Kenmar Global Strategies Inc. (Kenmar) assists the General Partner in
making decisions about which commodity trading advisors to hire, the
allocations among the advisors and the day-to-day monitoring and risk
management of the Partnership's trading activities. Kenmar receives
a monthly management fee of 1/12 of 1% (1% annually) of month-end Net
Asset Value. Fees earned by Kenmar totaled $34,133 and $28,107 for
the six months ended June 30, 2003 and 2002, respectively. Such fees
earned by Kenmar for the three months ended June 30, 2003 and 2002
totaled $16,931 and $13,594, respectively.
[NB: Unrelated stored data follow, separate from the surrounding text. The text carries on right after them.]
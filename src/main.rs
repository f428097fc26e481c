use crate::config::Config;
use crate::responses::html_error_response;
use crate::router::handle;
use crate::state::AppState;
use astra::Server;
use tracing_subscriber::{layer::SubscriberExt, util::SubscriberInitExt};

mod config;
mod domain;
mod errors;
mod pipeline;
mod responses;
mod router;
mod scraper;
mod session;
mod spreadsheets;
mod state;
mod templates;

#[cfg(test)]
mod tests;

fn main() {
    tracing_subscriber::registry()
        .with(
            tracing_subscriber::EnvFilter::try_from_default_env()
                .unwrap_or_else(|_| "info,housetracker=debug".into()),
        )
        .with(tracing_subscriber::fmt::layer())
        .init();

    // 1️⃣ Load configuration
    let config = match Config::from_env() {
        Ok(config) => config,
        Err(e) => {
            tracing::error!(error = %e, "configuration failed");
            std::process::exit(1);
        }
    };

    // 2️⃣ Build the HTTP client, cache and session store
    let state = match AppState::new(config) {
        Ok(state) => state,
        Err(e) => {
            tracing::error!(error = %e, "HTTP client initialization failed");
            std::process::exit(1);
        }
    };

    // 3️⃣ Start the server
    let addr = state.config.addr;
    tracing::info!("Starting server at http://{addr}");

    let server = Server::bind(addr).max_workers(state.config.workers);

    // 4️⃣ Serve requests, passing the shared state into the closure
    let result = server.serve(move |req: astra::Request, _info| {
        let method = req.method().clone();
        let path = req.uri().path().to_string();

        let resp = match handle(req, &state) {
            Ok(resp) => resp,
            Err(err) => html_error_response(err),
        };

        tracing::info!(%method, %path, status = resp.status().as_u16(), "request");
        resp
    });

    if let Err(e) = result {
        tracing::error!(error = %e, "server ended with error");
    }

    tracing::info!("Server shut down cleanly.");
}
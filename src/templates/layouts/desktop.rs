use maud::{html, Markup, DOCTYPE};

const STYLE: &str = r#"
body { font-family: system-ui, sans-serif; margin: 0; color: #1f2937; }
header { display: flex; align-items: center; gap: 0.75rem; padding: 0.75rem 1.5rem; box-shadow: 0 1px 3px rgba(0,0,0,.1); }
header h3 { margin: 0; }
main.container { max-width: 1100px; margin: 2rem auto; padding: 0 1rem; }
textarea { width: 100%; min-height: 10rem; font-family: ui-monospace, monospace; padding: 0.5rem; }
button.primary, a.button { display: inline-block; margin-top: 0.75rem; padding: 8px 16px; background: #524ed2; color: white; border: none; border-radius: 4px; cursor: pointer; text-decoration: none; }
.notice { padding: 0.75rem 1rem; border-radius: 6px; margin: 1rem 0; }
.notice.success { background: #ecfdf5; color: #065f46; }
.notice.warning { background: #fffbeb; color: #92400e; }
table.listings { width: 100%; border-collapse: collapse; font-size: 0.9em; }
table.listings th { padding: 8px; text-align: left; border-bottom: 2px solid #e5e7eb; }
table.listings td { padding: 8px; border-bottom: 1px solid #f3f4f6; word-break: break-all; }
table.listings tr.error td { color: #b91c1c; }
.previews { display: flex; flex-wrap: wrap; gap: 1.5rem; }
.preview img { display: block; border-radius: 6px; }
"#;

pub fn desktop_layout(title: &str, content: Markup) -> Markup {
    html! {
        (DOCTYPE)
        html lang="en" {
            head {
                meta charset="utf-8";
                meta name="viewport" content="width=device-width, initial-scale=1.0";
                title { (title) }
                style { (maud::PreEscaped(STYLE)) }
            }
            body {
                header {
                    svg
                        xmlns="http://www.w3.org/2000/svg"
                        width="24"
                        height="24"
                        viewBox="0 0 24 24"
                        fill="none"
                        stroke="#524ed2"
                        stroke-width="2"
                        stroke-linecap="round"
                        stroke-linejoin="round"
                    {
                        path stroke="none" d="M0 0h24v24H0z" fill="none" {}
                        path d="M5 12l-2 0l9 -9l9 9l-2 0" {}
                        path d="M5 12v7a2 2 0 0 0 2 2h10a2 2 0 0 0 2 -2v-7" {}
                        path d="M9 21v-6a2 2 0 0 1 2 -2h2a2 2 0 0 1 2 2v6" {}
                    }
                    h3 { a href="/" { "Zillow Scraper App" } }
                }
                (content)
            }
        }
    }
}
pub mod cookie;
pub mod store;
pub mod token;

pub use cookie::{session_cookie, session_token, SESSION_COOKIE};
pub use store::SessionStore;
pub use token::generate_token_default;
use crate::domain::ListingRecord;
use crate::pipeline::Preview;
use crate::templates::components::{listings_table, preview, success, warning};
use crate::templates::desktop_layout;
use crate::templates::pages::home::main_content;
use chrono::{DateTime, Utc};
use maud::{html, Markup};

pub struct ResultsVm<'a> {
    pub input: &'a str,
    pub records: &'a [ListingRecord],
    pub previews: &'a [Preview],
    pub fetched_at: DateTime<Utc>,
}

pub fn results_page(vm: &ResultsVm) -> Markup {
    let failed = vm.records.iter().filter(|r| r.is_error()).count();

    desktop_layout(
        "Listings",
        main_content(
            vm.input,
            html! {
                (success("Listings extracted!"))

                p {
                    "Fetched " strong { (vm.records.len()) } " listing(s) at "
                    (vm.fetched_at.format("%Y-%m-%d %H:%M:%S UTC").to_string())
                    @if failed > 0 {
                        " (" (failed) " could not be read)"
                    }
                    "."
                }

                (listings_table(vm.records))

                @if !vm.previews.is_empty() {
                    h2 { "Previews" }
                    div class="previews" {
                        @for p in vm.previews {
                            (preview(p))
                        }
                    }
                }

                a class="button" href="/export" download { "Download Excel File" }
            },
        ),
    )
}

pub fn no_listings_page(input: &str) -> Markup {
    desktop_layout(
        "Listings",
        main_content(input, warning("No valid listings extracted.")),
    )
}
use crate::config::Config;
use crate::pipeline::{Pipeline, ThumbnailOptions};
use crate::scraper::{ExtractError, HttpFetcher, ListingCache, PageFetcher};
use crate::session::SessionStore;

/// Everything a request handler needs, shared by all server workers.
pub struct AppState {
    pub config: Config,
    pub fetcher: Box<dyn PageFetcher>,
    pub cache: ListingCache,
    pub sessions: SessionStore,
}

impl AppState {
    pub fn new(config: Config) -> Result<Self, ExtractError> {
        let fetcher = HttpFetcher::new(&config.user_agent, config.request_timeout)?;
        Ok(Self::with_fetcher(config, Box::new(fetcher)))
    }

    pub fn with_fetcher(config: Config, fetcher: Box<dyn PageFetcher>) -> Self {
        let cache = ListingCache::new(config.cache_capacity, config.cache_ttl);
        let sessions = SessionStore::new(config.max_sessions, config.session_ttl);

        Self {
            config,
            fetcher,
            cache,
            sessions,
        }
    }

    pub fn pipeline(&self) -> Pipeline<'_> {
        Pipeline::new(self.fetcher.as_ref(), &self.cache, self.config.max_concurrency)
    }

    pub fn thumbnail_options(&self) -> ThumbnailOptions {
        ThumbnailOptions {
            max_width: self.config.thumbnail_width,
            max_bytes: self.config.thumbnail_max_bytes,
        }
    }
}
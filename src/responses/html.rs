use crate::errors::ServerError;
use crate::responses::ResultResp;
use astra::{Body, ResponseBuilder};
use maud::Markup;

pub fn html_response(markup: Markup) -> ResultResp {
    html_builder()
        .body(Body::from(markup.into_string()))
        .map_err(|_| ServerError::InternalError)
}

/// HTML page that also (re)sets a cookie.
pub fn html_response_with_cookie(markup: Markup, set_cookie: &str) -> ResultResp {
    html_builder()
        .header("Set-Cookie", set_cookie)
        .body(Body::from(markup.into_string()))
        .map_err(|_| ServerError::InternalError)
}

pub fn text_response(text: &str) -> ResultResp {
    ResponseBuilder::new()
        .status(200)
        .header("Content-Type", mime::TEXT_PLAIN_UTF_8.as_ref())
        .body(Body::from(text.to_string()))
        .map_err(|_| ServerError::InternalError)
}

fn html_builder() -> ResponseBuilder {
    ResponseBuilder::new()
        .status(200)
        .header("Content-Type", mime::TEXT_HTML_UTF_8.as_ref())
}
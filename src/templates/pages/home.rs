// templates/pages/home.rs

use crate::templates::desktop_layout;
use maud::{html, Markup};

pub fn home_page() -> Markup {
    desktop_layout("Zillow Scraper App", main_content("", html! {}))
}

/// Page chrome shared by the home and results pages: title, instructions,
/// the URL form (pre-filled with `input`) and whatever goes below it.
pub fn main_content(input: &str, below: Markup) -> Markup {
    html! {
        main class="container" {
            h1 { "Zillow Listing Extractor 🏡" }
            p {
                "Paste Zillow links below (one per line). "
                "We'll extract key details and group by location."
            }

            (url_form(input))

            (below)
        }
    }
}

pub fn url_form(input: &str) -> Markup {
    html! {
        form method="post" action="/fetch" {
            label for="urls" { "Zillow Links" }
            textarea id="urls" name="urls" placeholder="https://www.zillow.com/homedetails/..." { (input) }
            button type="submit" class="primary" { "Fetch Listings" }
        }
    }
}
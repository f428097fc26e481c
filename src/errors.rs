use astra::Response;
// errors.rs
use thiserror::Error;

/// Errors that end a single HTTP request. Per-listing and per-thumbnail
/// failures never get here; they are rendered inside the page.
#[derive(Debug, Error)]
pub enum ServerError {
    #[error("Not Found")]
    NotFound,

    #[error("Bad Request: {0}")]
    BadRequest(String),

    #[error("Request body is larger than {limit} bytes")]
    PayloadTooLarge { limit: u64 },

    #[error("No listings to export. Fetch listings first.")]
    NoSession,

    #[error("Spreadsheet Error: {0}")]
    XlsxError(String),

    #[error("Internal Server Error")]
    InternalError,
}

// Type alias commonly used by route handlers.
pub type ResultResp = Result<Response, ServerError>;

impl ServerError {
    pub fn status(&self) -> u16 {
        match self {
            ServerError::NotFound => 404,
            ServerError::BadRequest(_) | ServerError::NoSession => 400,
            ServerError::PayloadTooLarge { .. } => 413,
            ServerError::XlsxError(_) | ServerError::InternalError => 500,
        }
    }
}
//! Turns the pasted URL list into ordered listing records.
//!
//! Nothing here renders or writes files; the router hands the records to
//! `templates` and `spreadsheets`.

pub mod thumbnails;

use crate::domain::{Extraction, ListingRecord};
use crate::scraper::{try_extract, ExtractError, ListingCache, PageFetcher};
use std::panic::{self, AssertUnwindSafe};
use std::sync::atomic::{AtomicUsize, Ordering};
use std::thread;

pub use thumbnails::{load_previews, Preview, ThumbnailOptions};

/// One URL per line; lines are trimmed and blanks dropped. Order and
/// duplicates are kept.
pub fn split_urls(raw_input: &str) -> Vec<String> {
    raw_input
        .lines()
        .map(str::trim)
        .filter(|line| !line.is_empty())
        .map(str::to_string)
        .collect()
}

pub struct Pipeline<'a> {
    fetcher: &'a dyn PageFetcher,
    cache: &'a ListingCache,
    max_concurrency: usize,
}

impl<'a> Pipeline<'a> {
    pub fn new(fetcher: &'a dyn PageFetcher, cache: &'a ListingCache, max_concurrency: usize) -> Self {
        Self {
            fetcher,
            cache,
            max_concurrency: max_concurrency.max(1),
        }
    }

    /// Records for every URL in `raw_input`, in input order.
    pub fn run(&self, raw_input: &str) -> Vec<ListingRecord> {
        self.run_detailed(raw_input)
            .into_iter()
            .map(Extraction::into_record)
            .collect()
    }

    /// Like [`Pipeline::run`] but keeps the failure reason of each URL.
    pub fn run_detailed(&self, raw_input: &str) -> Vec<Extraction> {
        let urls = split_urls(raw_input);
        tracing::info!(count = urls.len(), "extracting listings");

        map_ordered(
            &urls,
            self.max_concurrency,
            |url| self.extract_one(url),
            |url| {
                tracing::error!(%url, "extraction thread panicked");
                Extraction::new(url, Err(ExtractError::Internal("extraction panicked".into())))
            },
        )
    }

    fn extract_one(&self, url: &str) -> Extraction {
        if let Some(record) = self.cache.get(url) {
            tracing::debug!(%url, "cache hit");
            return Extraction::new(url, Ok(record));
        }

        let outcome = try_extract(self.fetcher, url);
        match &outcome {
            Ok(record) => self.cache.insert(url, record.clone()),
            Err(e) => tracing::warn!(%url, error = %e, "extraction failed"),
        }

        Extraction::new(url, outcome)
    }
}

/// Apply `f` to every item on at most `concurrency` worker threads pulling
/// from a shared index, so a slow item only delays its own result.
/// Results keep the order of `items`; a panicking call yields `on_panic(item)`.
pub(crate) fn map_ordered<T, R, F, P>(items: &[T], concurrency: usize, f: F, on_panic: P) -> Vec<R>
where
    T: Sync,
    R: Send,
    F: Fn(&T) -> R + Sync,
    P: Fn(&T) -> R,
{
    let next = AtomicUsize::new(0);
    let workers = concurrency.max(1).min(items.len());
    let (f, next) = (&f, &next);

    let mut slots: Vec<Option<R>> = std::iter::repeat_with(|| None).take(items.len()).collect();

    thread::scope(|s| {
        let handles: Vec<_> = (0..workers)
            .map(|_| {
                s.spawn(move || {
                    let mut done = Vec::new();
                    loop {
                        let i = next.fetch_add(1, Ordering::Relaxed);
                        let Some(item) = items.get(i) else { break };
                        let result = panic::catch_unwind(AssertUnwindSafe(|| f(item))).ok();
                        done.push((i, result));
                    }
                    done
                })
            })
            .collect();

        for handle in handles {
            if let Ok(done) = handle.join() {
                for (i, result) in done {
                    slots[i] = result;
                }
            }
        }
    });

    slots
        .into_iter()
        .zip(items)
        .map(|(slot, item)| slot.unwrap_or_else(|| on_panic(item)))
        .collect()
}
Note 6. DISTRIBUTIONS AND REDEMPTIONS
-----------------------------

The Partnership is not required to make distributions, but may do so
at the sole discretion of the General Partner. A Limited Partner may
request and receive redemption of units owned, subject to restrictions
in the Agreement of Limited Partnership.

Note 7. TRADING ACTIVITIES AND RELATED RISKS
------------------------------------

The Partnership engages in the speculative trading of U.S. and foreign
futures contracts (collectively, "derivatives"). The Partnership is
exposed to both market risk, the risk arising from changes in the
market value of the contracts, and credit risk, the risk of failure
by another party to perform according to the terms of a contract.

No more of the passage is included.